■ **TASK INSTRUCTIONS**
Among the lines below, return each one that contains the word "core".

++++ RECORDS FOR PROCESSING ++++

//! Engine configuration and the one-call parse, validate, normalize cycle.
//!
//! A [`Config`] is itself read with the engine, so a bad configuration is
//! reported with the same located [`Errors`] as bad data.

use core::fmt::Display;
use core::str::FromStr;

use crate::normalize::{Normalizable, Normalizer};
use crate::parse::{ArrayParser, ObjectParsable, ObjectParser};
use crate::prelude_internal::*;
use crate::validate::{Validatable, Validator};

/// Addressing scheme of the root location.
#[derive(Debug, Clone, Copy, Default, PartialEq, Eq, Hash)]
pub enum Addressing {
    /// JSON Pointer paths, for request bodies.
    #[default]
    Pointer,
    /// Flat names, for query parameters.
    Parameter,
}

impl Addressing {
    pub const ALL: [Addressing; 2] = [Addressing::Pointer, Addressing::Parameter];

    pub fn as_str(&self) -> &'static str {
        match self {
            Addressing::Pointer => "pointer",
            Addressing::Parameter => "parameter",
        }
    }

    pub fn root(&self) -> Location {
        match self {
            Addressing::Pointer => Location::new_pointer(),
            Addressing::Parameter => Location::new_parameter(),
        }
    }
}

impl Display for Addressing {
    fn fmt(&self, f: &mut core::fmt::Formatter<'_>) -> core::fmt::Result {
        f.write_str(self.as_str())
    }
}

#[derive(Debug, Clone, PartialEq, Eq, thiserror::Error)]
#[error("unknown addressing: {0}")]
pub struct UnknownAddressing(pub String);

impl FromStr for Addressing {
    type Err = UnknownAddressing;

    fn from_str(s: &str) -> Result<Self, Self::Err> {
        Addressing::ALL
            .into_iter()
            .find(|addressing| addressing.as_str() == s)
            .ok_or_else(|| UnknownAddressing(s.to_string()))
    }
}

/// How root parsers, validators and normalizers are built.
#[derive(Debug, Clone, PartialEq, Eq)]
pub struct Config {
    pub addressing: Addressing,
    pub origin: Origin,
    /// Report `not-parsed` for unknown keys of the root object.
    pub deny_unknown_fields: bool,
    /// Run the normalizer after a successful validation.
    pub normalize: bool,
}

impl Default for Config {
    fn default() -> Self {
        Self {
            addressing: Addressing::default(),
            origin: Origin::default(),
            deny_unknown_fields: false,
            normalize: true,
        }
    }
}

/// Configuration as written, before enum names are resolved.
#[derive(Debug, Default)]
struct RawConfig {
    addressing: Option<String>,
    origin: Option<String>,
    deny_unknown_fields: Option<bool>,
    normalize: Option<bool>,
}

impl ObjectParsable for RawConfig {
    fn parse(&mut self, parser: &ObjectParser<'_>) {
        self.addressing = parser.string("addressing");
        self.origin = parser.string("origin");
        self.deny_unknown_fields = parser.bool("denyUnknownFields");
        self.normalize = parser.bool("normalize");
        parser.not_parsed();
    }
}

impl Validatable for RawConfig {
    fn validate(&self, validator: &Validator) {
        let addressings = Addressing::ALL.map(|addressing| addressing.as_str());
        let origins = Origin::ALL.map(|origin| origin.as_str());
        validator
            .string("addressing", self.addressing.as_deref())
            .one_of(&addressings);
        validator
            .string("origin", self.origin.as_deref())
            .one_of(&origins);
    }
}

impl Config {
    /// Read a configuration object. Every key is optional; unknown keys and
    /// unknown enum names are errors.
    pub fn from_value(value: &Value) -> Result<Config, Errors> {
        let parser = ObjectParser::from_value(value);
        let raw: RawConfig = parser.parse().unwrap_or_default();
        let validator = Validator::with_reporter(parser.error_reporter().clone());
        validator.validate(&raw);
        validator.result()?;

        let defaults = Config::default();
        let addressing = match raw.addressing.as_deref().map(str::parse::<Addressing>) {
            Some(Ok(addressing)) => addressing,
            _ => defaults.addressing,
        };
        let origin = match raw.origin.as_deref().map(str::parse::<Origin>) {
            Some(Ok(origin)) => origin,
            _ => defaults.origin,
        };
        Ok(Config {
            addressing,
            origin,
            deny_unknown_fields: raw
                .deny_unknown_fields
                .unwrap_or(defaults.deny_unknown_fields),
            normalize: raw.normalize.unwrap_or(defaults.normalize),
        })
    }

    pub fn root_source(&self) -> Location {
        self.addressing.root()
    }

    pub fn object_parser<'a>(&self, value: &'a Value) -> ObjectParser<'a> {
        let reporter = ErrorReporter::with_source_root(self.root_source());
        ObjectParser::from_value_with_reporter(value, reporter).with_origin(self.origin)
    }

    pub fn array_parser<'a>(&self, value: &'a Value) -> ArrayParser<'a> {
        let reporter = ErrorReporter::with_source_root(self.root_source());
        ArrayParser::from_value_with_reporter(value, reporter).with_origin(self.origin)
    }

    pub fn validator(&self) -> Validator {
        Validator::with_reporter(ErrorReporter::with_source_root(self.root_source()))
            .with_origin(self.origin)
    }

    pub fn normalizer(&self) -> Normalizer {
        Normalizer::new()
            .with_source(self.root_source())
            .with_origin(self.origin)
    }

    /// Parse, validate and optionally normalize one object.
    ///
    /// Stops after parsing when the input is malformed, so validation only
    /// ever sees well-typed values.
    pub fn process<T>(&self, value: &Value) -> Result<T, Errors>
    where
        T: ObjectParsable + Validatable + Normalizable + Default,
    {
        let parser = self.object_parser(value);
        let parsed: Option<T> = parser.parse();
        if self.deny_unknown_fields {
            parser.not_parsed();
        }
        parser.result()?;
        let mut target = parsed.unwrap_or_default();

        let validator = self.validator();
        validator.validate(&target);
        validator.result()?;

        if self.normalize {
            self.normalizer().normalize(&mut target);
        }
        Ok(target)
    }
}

++++

■ **OUTPUT OF THE TASK**
use core::fmt::Display;
use core::str::FromStr;
    fn fmt(&self, f: &mut core::fmt::Formatter<'_>) -> core::fmt::Result {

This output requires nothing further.